Lorentzen and White expected the rhubarb they left out in the field to be a loss, but there was only a little bit of damage on the outside of stalks, Lorentzen said Thursday.
“I’m still pretty pleased with our decision,” Lorentzen said. “It took a lot of weight off of late night worries. But we lucked out. I believe the frost didn’t settle as hard as it could’ve on our particular patch.”
Lorentzen said the farm isn’t even at a 10 percent loss and all of their fruit blossoms seem to have made it through the cold.
Meanwhile, Emma Johnson, who co-farms Buffalo Ridge Orchard outside of Central City in eastern Iowa, said Thursday that she expects a 30 to 50 percent loss in her apple crop. She said there will be fewer apples to sell, “but we will take what we can get.” She is planting vegetables to offset those losses.
“We think there’s going to be a little less income in the orchard,” Johnson said. “We can maybe offset that with some storage crops such as potatoes and beets, carrots.”

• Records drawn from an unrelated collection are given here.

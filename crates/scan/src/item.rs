use serde::{Serialize, Serializer};
use serde_json::{Map, Value};
use std::sync::Arc;

/// An item returned by the lookup service.
///
/// The payload is passed through untouched; the only thing checked is that it
/// is a JSON object carrying a usable identity field. Cloning is cheap.
#[derive(Debug, Clone, PartialEq)]
pub struct ResolvedItem {
    id: String,
    payload: Arc<Map<String, Value>>,
}
impl ResolvedItem {
    /// Accepts a JSON object whose `identity_field` is a non-blank string or a
    /// number. Everything else (`null`, arrays, `{}`, `{"id": ""}`...) is not
    /// an item.
    pub fn from_payload(payload: Value, identity_field: &str) -> Option<Self> {
        let Value::Object(map) = payload else {
            return None;
        };
        let id = match map.get(identity_field)? {
            Value::String(id) if !id.trim().is_empty() => id.clone(),
            Value::Number(id) => id.to_string(),
            _ => return None,
        };
        Some(Self { id, payload: Arc::new(map) })
    }

    pub fn id(&self) -> &str {
        &self.id
    }

    /// Display name, when the payload has a string `name` field.
    pub fn name(&self) -> Option<&str> {
        self.get("name").and_then(Value::as_str)
    }

    pub fn get(&self, field: &str) -> Option<&Value> {
        self.payload.get(field)
    }

    pub fn payload(&self) -> &Map<String, Value> {
        &self.payload
    }
}
impl Serialize for ResolvedItem {
    fn serialize<S: Serializer>(&self, serializer: S) -> Result<S::Ok, S::Error> {
        self.payload.serialize(serializer)
    }
}
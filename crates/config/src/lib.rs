//! Layered configuration for shelf.
//!
//! Sources, later ones winning:
//!
//! 1. Built-in defaults ([`Config::default`]).
//! 2. `config.toml`, `config.yaml` or `config.json` in the user's config
//!    directory (`$XDG_CONFIG_HOME/shelf` on Linux).
//! 3. A file given explicitly (`--config`), whose extension picks the format.
//! 4. `SHELF_`-prefixed environment variables, with `__` separating nested
//!    keys: `SHELF_RETRY__MAX_RETRIES=5`, `SHELF_CLASSIFIER__MIN_LENGTH=4`.

mod error;

pub use crate::error::{Error, ErrorKind, Result};
use exn::ResultExt;
use figment::Figment;
use figment::providers::{Env, Format, Json, Serialized, Toml, Yaml};
use serde::{Deserialize, Serialize};
use shelf_scan::ScannerOptions;
use std::path::{Path, PathBuf};

pub const ENV_PREFIX: &str = "SHELF_";
const USER_CONFIG_FILES: [&str; 3] = ["config.toml", "config.yaml", "config.json"];

#[derive(Debug, Clone, Default, PartialEq, Eq, Serialize, Deserialize)]
#[serde(default)]
pub struct FeedbackOptions {
    /// Ring the terminal bell on every successful scan.
    pub bell: bool,
}

#[derive(Debug, Clone, Default, PartialEq, Serialize, Deserialize)]
#[serde(default)]
pub struct Config {
    /// `classifier`, `cache`, `retry` and `lookup` tables, at the top level.
    #[serde(flatten)]
    pub scanner: ScannerOptions,
    pub feedback: FeedbackOptions,
}
impl Config {
    /// Load from every default source, plus `file` if given.
    pub fn load(file: Option<&Path>) -> Result<Self> {
        let mut loader = ConfigLoader::new();
        if let Some(file) = file {
            loader = loader.file(file);
        }
        loader.load()
    }

    pub fn validate(&self) -> Result<()> {
        self.scanner.validate().or_raise(|| ErrorKind::Invalid)
    }
}

/// Where shelf looks for its user config file, if the platform has such a
/// place.
pub fn user_config_dir() -> Option<PathBuf> {
    directories::ProjectDirs::from("", "", "shelf").map(|dirs| dirs.config_dir().to_path_buf())
}

/// Assembles the configuration sources. [`Config::load`] covers the usual
/// case; this exists so the sources can be pointed elsewhere.
#[derive(Debug, Clone)]
pub struct ConfigLoader {
    config_dir: Option<PathBuf>,
    file: Option<PathBuf>,
    env_prefix: String,
}
impl Default for ConfigLoader {
    fn default() -> Self {
        Self::new()
    }
}
impl ConfigLoader {
    pub fn new() -> Self {
        Self { config_dir: user_config_dir(), file: None, env_prefix: ENV_PREFIX.to_string() }
    }

    /// Directory searched for `config.{toml,yaml,json}`; `None` to skip it.
    pub fn config_dir(mut self, dir: Option<PathBuf>) -> Self {
        self.config_dir = dir;
        self
    }

    /// An explicit config file. Unlike the user config, it must exist.
    pub fn file(mut self, path: impl Into<PathBuf>) -> Self {
        self.file = Some(path.into());
        self
    }

    pub fn env_prefix(mut self, prefix: impl Into<String>) -> Self {
        self.env_prefix = prefix.into();
        self
    }

    pub fn figment(&self) -> Result<Figment> {
        let mut figment = Figment::from(Serialized::defaults(Config::default()));
        if let Some(dir) = &self.config_dir {
            for name in USER_CONFIG_FILES {
                let path = dir.join(name);
                if path.is_file() {
                    figment = merge_file(figment, &path)?;
                }
            }
        }
        if let Some(path) = &self.file {
            if !path.is_file() {
                exn::bail!(ErrorKind::NotFound(path.clone()));
            }
            figment = merge_file(figment, path)?;
        }
        Ok(figment.merge(Env::prefixed(&self.env_prefix).split("__")))
    }

    pub fn load(&self) -> Result<Config> {
        let config: Config = self.figment()?.extract().or_raise(|| ErrorKind::Load)?;
        config.validate()?;
        Ok(config)
    }
}

fn merge_file(figment: Figment, path: &Path) -> Result<Figment> {
    tracing::debug!(path = %path.display(), "Reading config file");
    let extension = path.extension().and_then(|ext| ext.to_str()).map(str::to_ascii_lowercase);
    let figment = match extension.as_deref() {
        Some("toml") => figment.merge(Toml::file_exact(path)),
        Some("yaml" | "yml") => figment.merge(Yaml::file_exact(path)),
        Some("json") => figment.merge(Json::file_exact(path)),
        _ => exn::bail!(ErrorKind::UnsupportedFormat(path.to_path_buf())),
    };
    Ok(figment)
}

To survey the buds, Johnson cut across a section of them to look for dead tissue. She said the damage throughout the orchard isn’t as much as she expected, and cold snaps help thin the buds so she doesn’t have to thin the crop herself.
Last Tuesday night into Wednesday morning, Johnson's husband drove a heater through the orchard to keep the ground warm and control the humidity to prevent a massive crop loss.
Johnson said the threat of a late frost seems to be becoming the new normal.
“A lot of that has to do with the fact that the trees are coming out of dormancy early,” Johnson said. “And that is directly related to the fact that we’re getting warmer winters.”